Software Knowledge Repository

Lars Blümke edited this page Sep 18, 2017 · 54 revisions

Motivation

Until now, the analysis has used files to store information about the observed system. This had the disadvantage that when different analyses wanted to read and modify the information simultaneously, information might got lost or was overwritten. To solve this issue, we needed a knowledge repository which was able to handle concurrent access and different versions of the system. This article presents a solution created during the 2017 master project at Kiel University which uses Neo4j to serialize and query the information.

Foundations

Palladio Component Model

The Palladio Component Model which we will reference to as PCM in this article is a meta model for modelling component based software systems. It allows the modelling of different domains of a software system with different submodels. You can get more detailed information about it from its developer's website or this technical report. The different PCM submodels are:

  • Repository Model, which includes among others different components of a software system, their roles, interfaces between them and the signatures of interface methods.
  • System Model, which puts different components and their roles in concrete contexts. For example a component for placing orders in a webstore could be used in the context of private orders and also in the context of business orders.
  • Resource Environment Model, which includes different resource containers representing the available hardware components.
  • Allocation Model, which represents the actual allocation of those hardware components.
  • Usage Model, which represents use cases of the entire software system.

Neo4j

Short introduction, dependency to neo4j, propose separate neo4j installation + browser visualisation for developers who continue developing the repository and need to debug the provider. Neo4j is a graph database which means that instead of tables like a relational database it uses labeled graphs to store your data. You can find more detailed information and tutorials on the developer's website.

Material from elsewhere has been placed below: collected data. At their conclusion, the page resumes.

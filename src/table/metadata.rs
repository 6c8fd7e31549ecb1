//! Resolved table metadata as handed to the planner
//!
//! Metadata resolution itself lives outside the planner. This module only
//! describes the shape the planner consumes: declared primary-key columns,
//! non-key columns with their families, and the physical flags (salting,
//! multi-tenancy, view index id) that change the row-key prefix.

use std::collections::BTreeSet;

use serde::{Deserialize, Serialize};

/// Column family used when a table declares no default family
pub const DEFAULT_COLUMN_FAMILY: &str = "0";

/// Stable column identifier, independent of display or index naming
#[derive(Debug, Clone, Copy, PartialEq, Eq, Hash, PartialOrd, Ord, Serialize, Deserialize)]
pub struct ColumnId(pub u32);

impl ColumnId {
    /// Reserved id of the implicit salt byte column
    pub const SALT: ColumnId = ColumnId(u32::MAX);
    /// Reserved id of the implicit view index id column
    pub const VIEW_INDEX_ID: ColumnId = ColumnId(u32::MAX - 1);

    pub fn is_reserved(&self) -> bool {
        *self == Self::SALT || *self == Self::VIEW_INDEX_ID
    }
}

/// Row-key encodable column types
#[derive(Debug, Clone, Copy, PartialEq, Eq, Hash, Serialize, Deserialize)]
#[serde(rename_all = "snake_case")]
pub enum KeyType {
    /// 32-bit signed integer
    Integer,
    /// 64-bit signed integer
    BigInt,
    /// UTF-8 text, variable length
    Varchar,
    /// Raw bytes, variable length
    Varbinary,
    /// Single unsigned byte (salt)
    Byte,
}

impl KeyType {
    /// Returns true if values of this type occupy a fixed number of key bytes
    pub fn is_fixed_width(&self) -> bool {
        matches!(self, KeyType::Integer | KeyType::BigInt | KeyType::Byte)
    }

    pub fn as_str(&self) -> &'static str {
        match self {
            KeyType::Integer => "INTEGER",
            KeyType::BigInt => "BIGINT",
            KeyType::Varchar => "VARCHAR",
            KeyType::Varbinary => "VARBINARY",
            KeyType::Byte => "BYTE",
        }
    }
}

/// Kind of relation the statement resolved to
#[derive(Debug, Clone, Copy, PartialEq, Eq, Serialize, Deserialize)]
#[serde(rename_all = "snake_case")]
pub enum TableKind {
    Table,
    View,
    Index,
}

/// A declared column
#[derive(Debug, Clone, PartialEq, Eq, Serialize, Deserialize)]
pub struct ColumnDef {
    pub id: ColumnId,
    pub name: String,
    pub key_type: KeyType,
    /// Column family; `None` for primary-key columns
    pub family: Option<String>,
}

impl ColumnDef {
    /// Primary-key column
    pub fn pk(id: u32, name: impl Into<String>, key_type: KeyType) -> Self {
        Self {
            id: ColumnId(id),
            name: name.into(),
            key_type,
            family: None,
        }
    }

    /// Non-key column stored in `family`
    pub fn value(id: u32, family: impl Into<String>, name: impl Into<String>, key_type: KeyType) -> Self {
        Self {
            id: ColumnId(id),
            name: name.into(),
            key_type,
            family: Some(family.into()),
        }
    }
}

/// Resolved table metadata
#[derive(Debug, Clone, PartialEq, Eq, Serialize, Deserialize)]
pub struct TableMetadata {
    /// Logical table name
    pub name: String,
    /// Physical (storage) table name; statistics are keyed by it
    pub physical_name: String,
    pub kind: TableKind,
    /// Salt bucket count for salted tables
    pub salt_buckets: Option<u32>,
    /// Whether the first declared PK column is the tenant id
    pub multi_tenant: bool,
    /// View index id for indexes on views
    pub view_index_id: Option<i64>,
    /// Declared primary-key columns, in PK order
    pub pk_columns: Vec<ColumnDef>,
    /// Non-key columns
    pub value_columns: Vec<ColumnDef>,
    /// Declared default column family
    pub default_family: Option<String>,
}

impl TableMetadata {
    /// Creates metadata for a plain table whose physical name equals its name
    pub fn new(name: impl Into<String>) -> Self {
        let name = name.into();
        Self {
            physical_name: name.clone(),
            name,
            kind: TableKind::Table,
            salt_buckets: None,
            multi_tenant: false,
            view_index_id: None,
            pk_columns: Vec::new(),
            value_columns: Vec::new(),
            default_family: None,
        }
    }

    pub fn with_physical_name(mut self, physical_name: impl Into<String>) -> Self {
        self.physical_name = physical_name.into();
        self
    }

    pub fn with_kind(mut self, kind: TableKind) -> Self {
        self.kind = kind;
        self
    }

    /// Appends a primary-key column
    pub fn with_pk(mut self, column: ColumnDef) -> Self {
        self.pk_columns.push(column);
        self
    }

    /// Appends a non-key column
    pub fn with_value_column(mut self, column: ColumnDef) -> Self {
        self.value_columns.push(column);
        self
    }

    pub fn salted(mut self, buckets: u32) -> Self {
        self.salt_buckets = Some(buckets);
        self
    }

    pub fn multi_tenant(mut self) -> Self {
        self.multi_tenant = true;
        self
    }

    /// Marks the table as an index on a view with the given view index id
    pub fn view_index(mut self, view_index_id: i64) -> Self {
        self.kind = TableKind::Index;
        self.view_index_id = Some(view_index_id);
        self
    }

    pub fn with_default_family(mut self, family: impl Into<String>) -> Self {
        self.default_family = Some(family.into());
        self
    }

    pub fn is_salted(&self) -> bool {
        self.salt_buckets.map_or(false, |b| b > 0)
    }

    pub fn is_index(&self) -> bool {
        self.kind == TableKind::Index
    }

    /// Distinct column families declared by non-key columns, sorted
    pub fn column_families(&self) -> Vec<&str> {
        let families: BTreeSet<&str> = self
            .value_columns
            .iter()
            .filter_map(|c| c.family.as_deref())
            .collect();
        families.into_iter().collect()
    }

    /// Family holding the empty key value of each row
    pub fn empty_column_family(&self) -> &str {
        self.default_family.as_deref().unwrap_or(DEFAULT_COLUMN_FAMILY)
    }

    /// Finds a declared column (key or non-key) by exact name
    pub fn find_column(&self, name: &str) -> Option<&ColumnDef> {
        self.pk_columns
            .iter()
            .chain(self.value_columns.iter())
            .find(|c| c.name == name)
    }
}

Basically a Neo4j graph consists of nodes and directed edges which are called relationships in the context of Neo4j. Both can have multiple properties attached to them. Properties are key value pairs. Additionally, nodes can also have multiple labels attached to them. A label can be used to mark a certain role or a type.

In this project we used Neo4j 3.2.0 embedded in our Java application as described here. You can find the following line in the build.gradle file in the analysis root directory:

compile 'org.neo4j:neo4j:3.2.0'

If you continue working with Neo4j in this project, I recommend to also use the Neo4j desktop application which allows you to inspect the data in your database with an easy to use web interface which also provides a nice visualization of your graphs. Simply install the application, chose your database directory and open http://127.0.0.1:7474/ in your browser. If you choose to use the web interface you will also have to take a look at Cypher which is the query language for Neo4j graphs. For first steps

match (n) return n

will return you all nodes and the relationships between them, while

match (n) detach delete n

will delete all nodes and relationships from the graph.

Getting started

Basic Components

For getting a basic understanding of the knowledge repository and how it is working, we will introduce the basic components in this section. The goal of this implementation is to store PCM Ecore objects in a Neo4j graph database. So on the one hand we have the Neo4j graph database which is represented as a Graph object in the code and which we will simply reference to as a "Graph" in the following. On the other hand we have a class called ModelProvider which provides operations to create, read, update or delete PCM Ecore models in a Graph. A ModelProvider always belongs to exactly one Graph, whereas a Graph can be modified by an arbitrary number of ModelProviders.

The Graph

So how to get a Graph and a ModelProvider? Well, it depends. With the pipe-and-filter architecture of iObserve's analysis there is a chance that a Graph has already been created earlier and is passed to your stage or that you might even get an existing ModelProvider passed to your stage as it was done LINK!!! here. In this case you can continue with the section about the ModelProvider.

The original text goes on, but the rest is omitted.